Moments later, the prisoners marched four hostages to the top of Times Square. An "executioner" pulled back the head of each and held a knife to his throat. Elsewhere in D yard, grim convicts, taking up similar positions be side each of the other hostages, poised as if to kill them with either a knife or crowbar. Oswald turned to aides:
"There's no question now — we've got to go in." Recalling that decision, he said later: "On a much smaller scale, I think I have some feeling now of how Truman must have felt when he decided to drop the A-bomb."
The operation was speeded up. At 9:32, a radio observer in a helicopter reported that hostages, guarded by six inmates, were confined within a circle of park benches in the yard. Sharpshooters were advised to take aim at the threatening convicts—"but you'll have to have hostile action by the inmates to fire." Then the two helicopters, loaded with tear-gas canisters, swept low over the prison, one of them barely clearing the walls. "To all posts," barked the command radio. "Jackpot One is about to make drop." There was a pause. "Jackpot has made drop. Base to all posts —move in; launch the offensive."

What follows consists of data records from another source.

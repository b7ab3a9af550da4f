//! Control channel message types
//!
//! JSON-over-newline protocol. After the handshake every line is an envelope
//! `{"kind": <string>, "data": <any>}`.

use std::path::PathBuf;

use serde::{Deserialize, Serialize};
use serde_json::Value;
use thiserror::Error;

use crate::domain::{ColumnTypeMapping, IssueReport, Layout};

/// First line sent by this process
#[derive(Debug, Clone, Serialize, Deserialize, PartialEq, Eq)]
pub struct HandshakeRequest {
    pub authkey: String,
}

/// Supervisor's answer to the handshake
#[derive(Debug, Clone, Serialize, Deserialize, PartialEq, Eq)]
pub struct HandshakeReply {
    pub ok: bool,
}

/// Messages from this process to the supervisor
#[derive(Debug, Clone, Serialize, Deserialize, PartialEq)]
#[serde(tag = "kind", content = "data", rename_all = "snake_case")]
pub enum ProcessMessage {
    /// Connected and about to serve
    Startup,

    /// First update cycle applied
    StartupComplete,

    /// A viewer connected; carries the active viewer count
    FrontendConnected(usize),

    /// A viewer went away; carries the active viewer count
    FrontendDisconnected(usize),

    /// Reply to `get_df`
    Df(Option<DatasetSummary>),
}

impl ProcessMessage {
    pub fn kind(&self) -> &'static str {
        match self {
            ProcessMessage::Startup => "startup",
            ProcessMessage::StartupComplete => "startup_complete",
            ProcessMessage::FrontendConnected(_) => "frontend_connected",
            ProcessMessage::FrontendDisconnected(_) => "frontend_disconnected",
            ProcessMessage::Df(_) => "df",
        }
    }
}

/// Description of the active dataset
#[derive(Debug, Clone, Serialize, Deserialize, PartialEq, Eq)]
pub struct DatasetSummary {
    pub uid: String,
    pub reference: String,
    pub rows: usize,
    pub columns: Vec<String>,
}

/// Partial application configuration; absent fields are left unchanged
#[derive(Debug, Clone, Default, Serialize, Deserialize, PartialEq)]
#[serde(default)]
pub struct AppConfigUpdate {
    /// Reference of the dataset to open
    #[serde(skip_serializing_if = "Option::is_none")]
    pub dataset: Option<String>,

    /// User-declared column types
    #[serde(skip_serializing_if = "Option::is_none")]
    pub dtypes: Option<ColumnTypeMapping>,

    #[serde(skip_serializing_if = "Option::is_none")]
    pub layout: Option<Layout>,

    #[serde(skip_serializing_if = "Option::is_none")]
    pub custom_issues: Option<Vec<IssueReport>>,

    /// Whether analyzers should run
    #[serde(skip_serializing_if = "Option::is_none")]
    pub analyze: Option<bool>,

    #[serde(skip_serializing_if = "Option::is_none")]
    pub project_root: Option<PathBuf>,

    #[serde(skip_serializing_if = "Option::is_none")]
    pub filebrowsing_allowed: Option<bool>,
}

impl AppConfigUpdate {
    /// Only the layout is set
    pub fn is_layout_only(&self) -> bool {
        self.layout.is_some()
            && self.dataset.is_none()
            && self.dtypes.is_none()
            && self.custom_issues.is_none()
            && self.analyze.is_none()
            && self.project_root.is_none()
            && self.filebrowsing_allowed.is_none()
    }
}

/// Messages from the supervisor to this process
#[derive(Debug, Clone, PartialEq)]
pub enum SupervisorMessage {
    Update(Box<AppConfigUpdate>),
    GetDf,
    RefreshFrontends,
}

/// Why an inbound line could not be dispatched
#[derive(Debug, Error)]
pub enum ProtocolError {
    #[error("Malformed message: {0}")]
    Malformed(String),

    #[error("Message without kind: {0}")]
    MissingKind(String),

    #[error("Unknown message kind: {0}")]
    UnknownKind(String),

    #[error("Invalid {kind} payload: {reason}")]
    InvalidPayload { kind: String, reason: String },
}

#[derive(Deserialize)]
struct Envelope {
    kind: Option<String>,
    #[serde(default)]
    data: Value,
}

impl SupervisorMessage {
    /// Decode one protocol line
    pub fn parse(line: &str) -> Result<Self, ProtocolError> {
        let envelope: Envelope = serde_json::from_str(line).map_err(|e| ProtocolError::Malformed(e.to_string()))?;
        let Some(kind) = envelope.kind else {
            return Err(ProtocolError::MissingKind(line.to_string()));
        };

        match kind.as_str() {
            "update" => {
                let data = if envelope.data.is_null() {
                    Value::Object(Default::default())
                } else {
                    envelope.data
                };
                serde_json::from_value(data)
                    .map(|update| SupervisorMessage::Update(Box::new(update)))
                    .map_err(|e| ProtocolError::InvalidPayload {
                        kind,
                        reason: e.to_string(),
                    })
            }
            "get_df" => Ok(SupervisorMessage::GetDf),
            "refresh_frontends" => Ok(SupervisorMessage::RefreshFrontends),
            _ => Err(ProtocolError::UnknownKind(kind)),
        }
    }

    pub fn kind(&self) -> &'static str {
        match self {
            SupervisorMessage::Update(_) => "update",
            SupervisorMessage::GetDf => "get_df",
            SupervisorMessage::RefreshFrontends => "refresh_frontends",
        }
    }
}

#[cfg(test)]
mod tests {
    use super::*;
    use crate::domain::{ColumnType, Severity};

    #[test]
    fn test_startup_serialize() {
        let json = serde_json::to_string(&ProcessMessage::Startup).unwrap();
        assert_eq!(json, r#"{"kind":"startup"}"#);
    }

    #[test]
    fn test_startup_complete_serialize() {
        let json = serde_json::to_string(&ProcessMessage::StartupComplete).unwrap();
        assert_eq!(json, r#"{"kind":"startup_complete"}"#);
    }

    #[test]
    fn test_frontend_counts_serialize() {
        let json = serde_json::to_string(&ProcessMessage::FrontendDisconnected(1)).unwrap();
        assert_eq!(json, r#"{"kind":"frontend_disconnected","data":1}"#);
        let json = serde_json::to_string(&ProcessMessage::FrontendConnected(3)).unwrap();
        assert_eq!(json, r#"{"kind":"frontend_connected","data":3}"#);
    }

    #[test]
    fn test_df_serialize() {
        let json = serde_json::to_value(ProcessMessage::Df(None)).unwrap();
        assert_eq!(json, serde_json::json!({"kind": "df", "data": null}));

        let summary = DatasetSummary {
            uid: "abc".to_string(),
            reference: "/data".to_string(),
            rows: 2,
            columns: vec!["path".to_string()],
        };
        let json = serde_json::to_value(ProcessMessage::Df(Some(summary))).unwrap();
        assert_eq!(json["data"]["rows"], 2);
        assert_eq!(json["data"]["columns"][0], "path");
    }

    #[test]
    fn test_handshake_serialize() {
        let json = serde_json::to_string(&HandshakeRequest {
            authkey: "secret".to_string(),
        })
        .unwrap();
        assert_eq!(json, r#"{"authkey":"secret"}"#);
        let reply: HandshakeReply = serde_json::from_str(r#"{"ok":true}"#).unwrap();
        assert!(reply.ok);
    }

    #[test]
    fn test_parse_update() {
        let line = r#"{"kind":"update","data":{
            "dataset":"/data/images",
            "dtypes":{"file":"image"},
            "analyze":true,
            "custom_issues":[{"title":"Mislabeled","rows":[4,2]}]
        }}"#;
        let SupervisorMessage::Update(update) = SupervisorMessage::parse(line).unwrap() else {
            panic!("Expected update");
        };
        assert_eq!(update.dataset.as_deref(), Some("/data/images"));
        assert_eq!(update.dtypes.as_ref().unwrap()["file"], ColumnType::Image);
        assert_eq!(update.analyze, Some(true));
        let issues = update.custom_issues.as_ref().unwrap();
        assert_eq!(issues[0].severity(), Severity::Medium);
        assert_eq!(issues[0].affected_rows(), &[4, 2]);
        assert!(update.layout.is_none());
        assert!(!update.is_layout_only());
    }

    #[test]
    fn test_parse_layout_only_update() {
        let line = r#"{"kind":"update","data":{"layout":{"children":[]}}}"#;
        let SupervisorMessage::Update(update) = SupervisorMessage::parse(line).unwrap() else {
            panic!("Expected update");
        };
        assert!(update.is_layout_only());
    }

    #[test]
    fn test_parse_update_without_data() {
        let message = SupervisorMessage::parse(r#"{"kind":"update"}"#).unwrap();
        assert_eq!(message, SupervisorMessage::Update(Box::default()));
    }

    #[test]
    fn test_parse_simple_kinds() {
        assert_eq!(SupervisorMessage::parse(r#"{"kind":"get_df"}"#).unwrap(), SupervisorMessage::GetDf);
        assert_eq!(
            SupervisorMessage::parse(r#"{"kind":"refresh_frontends","data":null}"#).unwrap(),
            SupervisorMessage::RefreshFrontends
        );
    }

    #[test]
    fn test_parse_errors() {
        assert!(matches!(
            SupervisorMessage::parse(r#"{"data":1}"#),
            Err(ProtocolError::MissingKind(_))
        ));
        assert!(matches!(
            SupervisorMessage::parse(r#"{"kind":"reboot"}"#),
            Err(ProtocolError::UnknownKind(kind)) if kind == "reboot"
        ));
        assert!(matches!(
            SupervisorMessage::parse("not json"),
            Err(ProtocolError::Malformed(_))
        ));
        assert!(matches!(
            SupervisorMessage::parse(r#"{"kind":"update","data":{"analyze":"yes"}}"#),
            Err(ProtocolError::InvalidPayload { .. })
        ));
    }
}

The choking gas, which induces tears and nausea, filled the yard. At first the gunfire was barely audible over the roar of the choppers. From one helicopter, an amplified voice kept repeating: "Put your hands over your head. Walk to the outside of the yard. You will not be harmed. Do not harm the hostages."
But as troopers dropped into the clouded compound, hostage blurred with prisoner. Some rescuers tried to reach the captive guards and pull them to safety. Others headed unresisting inmates toward the secure cell blocks. But there was an abundance of shooting. "We piled through and raced past Times Square," recalled one police sergeant. "The ones that resisted—throwing spears and Molotov cocktails—were cut down. We caught some men with arms extended to throw weapons. Anybody that resisted was killed." Claimed one officer: "They came at us like a banzai charge, waving knives and spears. Those we had to shoot."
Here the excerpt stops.